REQUIRED ACTION: Repeat the data below with no changes.

Stored data:
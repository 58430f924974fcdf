use anyhow::Result;
use std::net::SocketAddr;
use std::time::{Duration, Instant};
use tokio::net::TcpListener;

use watchparty_core::{MemberId, SignalMessage};
use watchparty_relay::{RoomRegistry, serve_on};

use super::test_client::TestClient;

/// Timeout for a single relay round trip (ms).
pub const SIGNAL_TIMEOUT_MS: u64 = 2000;

/// Window in which a frame that should not arrive would have arrived (ms).
pub const SILENCE_MS: u64 = 300;

/// Starts a relay on an ephemeral port with a fresh registry.
pub async fn spawn_test_relay() -> Result<(SocketAddr, RoomRegistry)> {
    let listener = TcpListener::bind("127.0.0.1:0").await?;
    let addr = listener.local_addr()?;
    let registry = RoomRegistry::default();

    tokio::spawn(serve_on(listener, registry.clone()));

    Ok((addr, registry))
}

/// Expect a `user-joined` naming `remote`.
pub async fn expect_user_joined(client: &mut TestClient, remote: &MemberId) -> Result<()> {
    match client.recv(SIGNAL_TIMEOUT_MS).await? {
        SignalMessage::UserJoined { remote_id } if &remote_id == remote => Ok(()),
        other => anyhow::bail!("Expected user-joined for {}, got {:?}", remote, other),
    }
}

/// Expect a `user-left` naming `remote`.
pub async fn expect_user_left(client: &mut TestClient, remote: &MemberId) -> Result<()> {
    match client.recv(SIGNAL_TIMEOUT_MS).await? {
        SignalMessage::UserLeft { remote_id } if &remote_id == remote => Ok(()),
        other => anyhow::bail!("Expected user-left for {}, got {:?}", remote, other),
    }
}

/// Collect `count` `user-joined` notices in arrival order.
pub async fn collect_user_joined(client: &mut TestClient, count: usize) -> Result<Vec<MemberId>> {
    let mut ids = Vec::with_capacity(count);
    while ids.len() < count {
        match client.recv(SIGNAL_TIMEOUT_MS).await? {
            SignalMessage::UserJoined { remote_id } => ids.push(remote_id),
            other => anyhow::bail!("Expected user-joined, got {:?}", other),
        }
    }
    Ok(ids)
}

/// Poll `check` until it holds or `timeout_ms` passes.
pub async fn wait_until(timeout_ms: u64, mut check: impl FnMut() -> bool) -> bool {
    let deadline = Instant::now() + Duration::from_millis(timeout_ms);
    while Instant::now() < deadline {
        if check() {
            return true;
        }
        tokio::time::sleep(Duration::from_millis(20)).await;
    }
    check()
}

FINISHED EXERCISE:
repository 58430f924974fcdf
use anyhow::Result;
use std::net::SocketAddr;
use std::time::{Duration, Instant};
use tokio::net::TcpListener;

use watchparty_core::{MemberId, SignalMessage};
use watchparty_relay::{RoomRegistry, serve_on};

use super::test_client::TestClient;

/// Timeout for a single relay round trip (ms).
pub const SIGNAL_TIMEOUT_MS: u64 = 2000;

/// Window in which a frame that should not arrive would have arrived (ms).
pub const SILENCE_MS: u64 = 300;

/// Starts a relay on an ephemeral port with a fresh registry.
pub async fn spawn_test_relay() -> Result<(SocketAddr, RoomRegistry)> {
    let listener = TcpListener::bind("127.0.0.1:0").await?;
    let addr = listener.local_addr()?;
    let registry = RoomRegistry::default();

    tokio::spawn(serve_on(listener, registry.clone()));

    Ok((addr, registry))
}

/// Expect a `user-joined` naming `remote`.
pub async fn expect_user_joined(client: &mut TestClient, remote: &MemberId) -> Result<()> {
    match client.recv(SIGNAL_TIMEOUT_MS).await? {
        SignalMessage::UserJoined { remote_id } if &remote_id == remote => Ok(()),
        other => anyhow::bail!("Expected user-joined for {}, got {:?}", remote, other),
    }
}

/// Expect a `user-left` naming `remote`.
pub async fn expect_user_left(client: &mut TestClient, remote: &MemberId) -> Result<()> {
    match client.recv(SIGNAL_TIMEOUT_MS).await? {
        SignalMessage::UserLeft { remote_id } if &remote_id == remote => Ok(()),
        other => anyhow::bail!("Expected user-left for {}, got {:?}", remote, other),
    }
}

/// Collect `count` `user-joined` notices in arrival order.
pub async fn collect_user_joined(client: &mut TestClient, count: usize) -> Result<Vec<MemberId>> {
    let mut ids = Vec::with_capacity(count);
    while ids.len() < count {
        match client.recv(SIGNAL_TIMEOUT_MS).await? {
            SignalMessage::UserJoined { remote_id } => ids.push(remote_id),
            other => anyhow::bail!("Expected user-joined, got {:?}", other),
        }
    }
    Ok(ids)
}

/// Poll `check` until it holds or `timeout_ms` passes.
pub async fn wait_until(timeout_ms: u64, mut check: impl FnMut() -> bool) -> bool {
    let deadline = Instant::now() + Duration::from_millis(timeout_ms);
    while Instant::now() < deadline {
        if check() {
            return true;
        }
        tokio::time::sleep(Duration::from_millis(20)).await;
    }
    check()
}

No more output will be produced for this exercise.